### Aim of the task:
Below are some records. Reproduce them exactly from their first line through the line with "of a request", inclusive.

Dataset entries
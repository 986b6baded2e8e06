//! JSON-RPC 2.0 message model
//!
//! Typed structs for every message kind the protocol exchanges:
//!
//! 1. **Request**: a method call; one-way (a notification) when it has no id
//! 2. **Success / error responses**: the outcome of a request
//! 3. **Batches**: arrays of requests and the array of their responses
//!
//! Internal logic works on typed fields only. Messages are turned into a
//! `serde_json::Value` (see [`codec`](crate::codec)) at the serialization
//! boundary, and into text by the encoder they carry.
//!
//! # Request IDs
//!
//! A request id correlates a request with its response. Requests created by
//! [`JsonRpcProtocol`](crate::JsonRpcProtocol) get integer ids; requests parsed
//! from other peers may carry string ids. A missing or null id is represented
//! as `None` and marks the request as one-way.

use crate::codec::{self, default_encoder, SharedEncoder};
use crate::error::{Error, ErrorKind, JsonRpcError, Result};
use serde::de::DeserializeOwned;
use serde::{Deserialize, Serialize};
use serde_json::{Map, Number, Value};
use std::fmt;

/// JSON-RPC 2.0 request ID
///
/// Serialized with `#[serde(untagged)]`, i.e. directly as a JSON number or
/// string. Null ids are modelled as `Option<Id>::None`. Numbers that are not
/// an `i64` (fractional, or past the `i64` range) are kept as received so a
/// reply echoes them unchanged.
///
/// # Examples
///
/// ```rust
/// use jrpc_core::Id;
///
/// let id1: Id = "req-123".into();
/// let id2: Id = 42i64.into();
///
/// assert_eq!(id1.to_string(), "\"req-123\"");
/// assert_eq!(id2.to_string(), "42");
/// ```
#[derive(Debug, Clone, PartialEq, Eq, Hash, Serialize, Deserialize)]
#[serde(untagged)]
pub enum Id {
    /// Numeric identifier, as allocated by the protocol's id counter
    Number(i64),
    /// Any other JSON number sent by a peer
    Numeric(Number),
    /// String identifier, accepted from peers that use them
    String(String),
}
#[cfg(test)]
mod tests {
    use super::*;
    use crate::types::BatchItem;
    use serde_json::json;

    fn protocol() -> JsonRpcProtocol {
        JsonRpcProtocol::new()
    }

    #[test]
    fn test_ids_increase_from_one() {
        let protocol = protocol();
        let first = protocol.create_request("a", None, None, false).unwrap();
        let second = protocol.create_request("b", None, None, false).unwrap();

        assert_eq!(first.unique_id, Some(Id::Number(1)));
        assert_eq!(second.unique_id, Some(Id::Number(2)));
    }

    #[test]
    fn test_one_way_does_not_consume_id() {
        let protocol = protocol();
        let one_way = protocol.create_request("a", None, None, true).unwrap();
        let next = protocol.create_request("b", None, None, false).unwrap();

        assert!(one_way.unique_id.is_none());
        assert_eq!(next.unique_id, Some(Id::Number(1)));
    }

    #[test]
    fn test_failed_create_does_not_consume_id() {
        let protocol = protocol();
        let mut kwargs = Map::new();
        kwargs.insert("x".into(), json!(1));

        assert!(protocol
            .create_request("foo", Some(vec![json!("a"), json!("b")]), Some(kwargs), false)
            .is_err());
        let next = protocol.create_request("foo", None, None, false).unwrap();
        assert_eq!(next.unique_id, Some(Id::Number(1)));
    }

    #[test]
    fn test_empty_args_count_as_absent() {
        let mut kwargs = Map::new();
        kwargs.insert("x".into(), json!(1));

        let request = protocol()
            .create_request("foo", Some(vec![]), Some(kwargs), false)
            .unwrap();
        assert_eq!(request.kwargs().unwrap()["x"], 1);
        assert!(request.args().is_none());
    }

    #[test]
    fn test_blank_method_rejected() {
        let protocol = protocol();
        for method in ["", "   ", "\t\n"] {
            let result = protocol.create_request(method, None, None, false);
            assert!(matches!(result, Err(Error::InvalidRequest(_))), "method: {:?}", method);
        }

        let first = protocol.create_request("ping", None, None, false).unwrap();
        assert_eq!(first.unique_id, Some(Id::Number(1)));
    }

    #[test]
    fn test_create_batch_request_default_empty() {
        let batch = protocol().create_batch_request(None);
        assert!(batch.is_empty());
        assert_eq!(batch.serialize().unwrap(), "[]");
    }

    #[test]
    fn test_parse_request_invalid_json() {
        match protocol().parse_request("{not json") {
            Err(Error::JsonRpc(e)) => assert_eq!(e.kind(), ErrorKind::ParseError),
            other => panic!("Expected parse error, got {:?}", other),
        }
    }

    #[test]
    fn test_parse_request_batch_limit() {
        let protocol = JsonRpcProtocol::builder().max_batch_size(1).build();
        let data = r#"[{"jsonrpc":"2.0","method":"a","id":1},{"jsonrpc":"2.0","method":"b","id":2}]"#;

        match protocol.parse_request(data) {
            Err(Error::JsonRpc(e)) => {
                assert_eq!(e.code(), -32600);
                assert!(e.message().contains("limit=1"));
                assert!(e.message().contains("actual=2"));
            }
            other => panic!("Expected batch size error, got {:?}", other),
        }
    }

    #[test]
    fn test_parse_request_batch_non_object_element() {
        let batch = protocol()
            .parse_request(r#"[1, {"jsonrpc":"2.0","method":"a"}]"#)
            .unwrap()
            .into_batch()
            .unwrap();

        assert_eq!(batch.len(), 2);
        assert_eq!(batch.items()[0].as_error().unwrap().kind(), ErrorKind::InvalidRequest);
        assert!(matches!(&batch.items()[1], BatchItem::Request(r) if r.is_one_way()));
    }

    #[test]
    fn test_parse_batch_reply() {
        let replies = protocol()
            .parse_batch_reply(
                r#"[{"jsonrpc":"2.0","id":1,"result":7},
                    {"jsonrpc":"2.0","id":2,"error":{"message":"Invalid params","code":-32602}}]"#,
            )
            .unwrap();

        assert_eq!(replies.len(), 2);
        assert!(replies[0].is_success());
        assert!(replies[1].is_error());
        assert_eq!(replies[1].unique_id(), Some(&Id::Number(2)));
    }

    #[test]
    fn test_parse_batch_reply_rejections() {
        let protocol = protocol();
        assert!(matches!(protocol.parse_batch_reply("[]"), Err(Error::InvalidReply(_))));
        assert!(matches!(
            protocol.parse_batch_reply(r#"{"jsonrpc":"2.0","id":1,"result":7}"#),
            Err(Error::InvalidReply(_))
        ));
        assert!(matches!(
            protocol.parse_batch_reply(r#"[{"jsonrpc":"2.0","result":7}]"#),
            Err(Error::InvalidReply(_))
        ));
        assert!(matches!(protocol.parse_batch_reply("nope"), Err(Error::InvalidReply(_))));
    }

    #[test]
    fn test_trait_objects_delegate() {
        fn roundtrip<P>(protocol: &P) -> P::Incoming
        where
            P: RpcBatchProtocol<Request = JsonRpcRequest>,
        {
            let request = protocol
                .create_request("echo", Some(vec![json!(1)]), None, false)
                .unwrap();
            assert!(protocol.supports_one_way());
            let _batch = protocol.create_batch_request(Some(vec![request.clone()]));
            protocol.parse_request(&request.serialize().unwrap()).unwrap()
        }

        let incoming = roundtrip(&protocol());
        assert_eq!(incoming.into_single().unwrap().method, "echo");
    }
}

### Solution for this exercise:
repository 986b6baded2e8e06
//! JSON-RPC 2.0 message model
//!
//! Typed structs for every message kind the protocol exchanges:
//!
//! 1. **Request**: a method call; one-way (a notification) when it has no id
//! 2. **Success / error responses**: the outcome of a request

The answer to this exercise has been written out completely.